ÜSLÛBÜ’l-KUR’ÂN

Kur’an’ın kendine özgü anlatım tarzını ifade eden bir terim.

Müellif:

Sözlükte “tutulan yol, tarz, tavır” anlamındaki üslûb kelimesi (, “slb” md.; , “slb” md.) terim olarak sözün dizilmesinde ve lafızların seçilmesinde izlenen metodu ifade eder. Üslûbü’l-Kur’ân’la kastedilen de gerek kelimelerin seçimi gerekse cümle yapısında Kur’an’ın kendine özgü anlatım tarzıdır (M. Abdülazîm ez-Zürkānî, II, 303). Kur’ân-ı Kerîm, söz sanatlarında maharet göstermenin revaçta bulunduğu ve edebî zevkin üst seviyeye ulaştığı bir ortamda inmiştir. Böyle bir ortamda Kur’an daha ilk nâzil olduğu günlerde, Arap yarımadasında görülen sözlü ya da yazılı anlatım şekillerinden farklılığı ve bilinen edebî türlerden hiçbirine benzememesiyle dikkat çekmiştir. İnanç ve ibadet esaslarından ahlâk prensiplerine, insanın psikolojik yapısından gayb âleminin özelliklerine, önceki kavimlerin kıssalarından kevnî hadiselere kadar farklı konularda ilgi çekici ve etkili bir ifade tarzına sahip olmuş, gerek kendisine inananlara gerekse inanmayanlara yönelik hitaplar değişik anlatımlarla ortaya konmuştur. Bazı âyetlerin tamamının ya da bir kısmının usanç vermeyecek şekilde tekrarlanması, bazı sûre başlarındaki hurûf-ı mukattaalar, anlatımda soru ve cevap yöntemine, yemin, istifham ve tekit gibi unsurlara yer verilmesi, darbımesel ve kıssalarla bazı prensiplerin ve metafizik gerçeklerin somut hale getirilmesi bu bağlamda zikredilebilir. Muhtevası yanında dili ve üslûbu açısından Kur’an’ın farklı bir yapıya sahip olduğu muarızları tarafından da kabul edilmiştir. O dönemde Arap edebiyatını en iyi bilenlerden Velîd b.
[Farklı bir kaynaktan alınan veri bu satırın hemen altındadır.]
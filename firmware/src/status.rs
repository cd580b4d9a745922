//! Lock-free status mirror for the firmware target.
//!
//! The evaluation and confirmation paths copy a few per-station flags into
//! atomics after every update, so the console can print `status` without
//! taking the arena lock.

use core::fmt;

use portable_atomic::{AtomicBool, AtomicU8, AtomicU16, AtomicU32, AtomicU64, Ordering};
use rate_control_core::arena::StationHandle;
use rate_control_core::station::StationRateState;

use crate::stations::MAX_STATIONS;
use crate::telemetry::FirmwareInstant;

/// Tracks whether the USB console is attached.
static CONSOLE_ATTACHED: AtomicBool = AtomicBool::new(false);

/// Bumped on every host attach.
static CONSOLE_ATTACH_COUNT: AtomicU32 = AtomicU32::new(0);

/// Updates the cached console attachment flag.
pub fn set_console_attached(attached: bool) {
    if attached {
        CONSOLE_ATTACH_COUNT.fetch_add(1, Ordering::Relaxed);
    }
    CONSOLE_ATTACHED.store(attached, Ordering::Relaxed);
}

/// Number of times a host has attached since boot.
pub fn console_attach_count() -> u32 {
    CONSOLE_ATTACH_COUNT.load(Ordering::Relaxed)
}

fn console_attached() -> bool {
    CONSOLE_ATTACHED.load(Ordering::Relaxed)
}

/// Per-slot flags, one bit per station.
pub struct StatusBits {
    associated: AtomicU8,
    fixed: AtomicU8,
    aggregation: AtomicU8,
    amsdu_len: [AtomicU16; MAX_STATIONS],
    /// Microseconds (+1) of the last evaluation pass, 0 before the first.
    last_evaluation: AtomicU64,
}

impl StatusBits {
    pub const fn new() -> Self {
        Self {
            associated: AtomicU8::new(0),
            fixed: AtomicU8::new(0),
            aggregation: AtomicU8::new(0),
            amsdu_len: [const { AtomicU16::new(0) }; MAX_STATIONS],
            last_evaluation: AtomicU64::new(0),
        }
    }

    /// Mirrors the flags of an associated station.
    pub fn record_station(
        &self,
        station: StationHandle,
        state: &StationRateState<FirmwareInstant>,
    ) {
        let Some(bit) = bit_for(station) else {
            return;
        };
        set_bit(&self.associated, bit, true);
        set_bit(&self.fixed, bit, state.fixed_rate().is_some());
        set_bit(&self.aggregation, bit, state.aggregation_allowed());
        self.amsdu_len[station.index()].store(state.max_amsdu_len(), Ordering::Relaxed);
    }

    /// Clears every flag of a freed slot.
    pub fn clear_station(&self, station: StationHandle) {
        let Some(bit) = bit_for(station) else {
            return;
        };
        for mask in [&self.associated, &self.fixed, &self.aggregation] {
            set_bit(mask, bit, false);
        }
        self.amsdu_len[station.index()].store(0, Ordering::Relaxed);
    }

    pub fn record_evaluation(&self, now: FirmwareInstant) {
        self.last_evaluation
            .store(now.as_micros().wrapping_add(1), Ordering::Relaxed);
    }

    /// Builds a [`StatusSnapshot`] from the stored flags.
    pub fn snapshot(&self) -> StatusSnapshot {
        let mut amsdu_len = [0; MAX_STATIONS];
        for (slot, len) in amsdu_len.iter_mut().zip(&self.amsdu_len) {
            *slot = len.load(Ordering::Relaxed);
        }
        StatusSnapshot {
            associated: self.associated.load(Ordering::Relaxed),
            fixed: self.fixed.load(Ordering::Relaxed),
            aggregation: self.aggregation.load(Ordering::Relaxed),
            amsdu_len,
            last_evaluation_us: match self.last_evaluation.load(Ordering::Relaxed) {
                0 => None,
                raw => Some(raw.wrapping_sub(1)),
            },
            console_attached: console_attached(),
        }
    }
}

#[derive(Clone, Copy, Debug, Eq, PartialEq)]
pub struct StatusSnapshot {
    pub associated: u8,
    pub fixed: u8,
    pub aggregation: u8,
    pub amsdu_len: [u16; MAX_STATIONS],
    pub last_evaluation_us: Option<u64>,
    pub console_attached: bool,
}

impl StatusSnapshot {
    /// Writes the `status` report, one line per associated station after the header.
    pub fn write_lines<W: fmt::Write>(&self, out: &mut W, line_end: &str) -> fmt::Result {
        write!(
            out,
            "status stations={} console={}",
            self.associated.count_ones(),
            if self.console_attached { "attached" } else { "detached" }
        )?;
        match self.last_evaluation_us {
            Some(micros) => write!(out, " eval=+{micros}us")?,
            None => out.write_str(" eval=never")?,
        }
        out.write_str(line_end)?;

        for slot in 0..MAX_STATIONS {
            let bit = 1u8 << slot;
            if self.associated & bit == 0 {
                continue;
            }
            write!(
                out,
                "{} agg={} fixed={} amsdu={}{line_end}",
                StationHandle::from_index(slot),
                on_off(self.aggregation & bit != 0),
                on_off(self.fixed & bit != 0),
                self.amsdu_len[slot]
            )?;
        }
        Ok(())
    }
}

fn bit_for(station: StationHandle) -> Option<u8> {
    (station.index() < MAX_STATIONS).then(|| 1 << station.index())
}

fn set_bit(mask: &AtomicU8, bit: u8, set: bool) {
    if set {
        mask.fetch_or(bit, Ordering::Relaxed);
    } else {
        mask.fetch_and(!bit, Ordering::Relaxed);
    }
}

fn on_off(flag: bool) -> &'static str {
    if flag { "on" } else { "off" }
}

#[cfg(test)]
mod tests {
    use super::*;
    use embassy_time::Instant;
    use heapless::String;
    use rate_control_core::capability::{CapabilityProfile, LegacyRateSet};
    use rate_control_core::descriptor::{LegacyRate, Preamble, RateDescriptor};

    fn legacy_station() -> StationRateState<FirmwareInstant> {
        let profile = CapabilityProfile::legacy_only(
            LegacyRateSet::from_rates(&[0x82, 0x84, 0x0C, 0x18]),
            false,
        );
        StationRateState::new(profile, 3, FirmwareInstant::from(Instant::from_micros(0)))
    }

    #[test]
    fn mirrors_and_clears_station_flags() {
        let bits = StatusBits::new();
        let handle = StationHandle::from_index(1);
        let mut station = legacy_station();
        station
            .set_fixed_rate(RateDescriptor::legacy(LegacyRate::Mbps6, Preamble::Long))
            .expect("rate is in the station set");

        bits.record_station(handle, &station);
        let snapshot = bits.snapshot();
        assert_eq!(snapshot.associated, 0b10);
        assert_eq!(snapshot.fixed, 0b10);
        assert_eq!(snapshot.aggregation & 0b10 != 0, station.aggregation_allowed());
        assert_eq!(snapshot.last_evaluation_us, None);

        bits.clear_station(handle);
        let snapshot = bits.snapshot();
        assert_eq!(snapshot.associated, 0);
        assert_eq!(snapshot.fixed, 0);
        assert_eq!(snapshot.amsdu_len, [0; MAX_STATIONS]);
    }

    #[test]
    fn ignores_slots_past_the_mirror() {
        let bits = StatusBits::new();
        bits.record_station(StationHandle::from_index(MAX_STATIONS), &legacy_station());
        assert_eq!(bits.snapshot().associated, 0);
    }

    #[test]
    fn renders_header_and_station_lines() {
        let bits = StatusBits::new();
        bits.record_station(StationHandle::from_index(0), &legacy_station());
        bits.record_evaluation(FirmwareInstant::from(Instant::from_micros(1_500)));

        let mut out: String<256> = String::new();
        bits.snapshot().write_lines(&mut out, "\n").unwrap();
        let mut lines = out.lines();
        let header = lines.next().unwrap();
        assert!(header.starts_with("status stations=1 console="), "{header}");
        assert!(header.ends_with(" eval=+1500us"));
        assert_eq!(lines.next(), Some("sta0 agg=off fixed=off amsdu=0"));
        assert_eq!(lines.next(), None);
    }
}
Mugīre birkaç âyeti dinleyince güzelliğini ve etkileyiciliğini takdir ettiği bu sözlerin recez, kaside ya da cinlere ait şiirler türünden olamayacağını itiraf etmiş, ancak bu konuda kavmine ikna edici bir açıklama yapması istendiğinde Kur’an’ı “başkalarından aktarılmış bir sihir” şeklinde nitelemek zorunda kalmıştır (el-Müddessir 74/11-25; Hâkim, II, 506-507). Kur’an’ın üslûbunda görülen lafız ve mâna dengesi, onun gönüller üzerindeki etkisi, ses ve terkip nizamında ortaya konan âhenk, akla ve duyguya aynı zamanda hitap etmesi gibi özellikler kaynaklarda üzerinde durulan hususlardır (ayrıca bk. KUR’AN [İ‘câzı ve Üslûbu]).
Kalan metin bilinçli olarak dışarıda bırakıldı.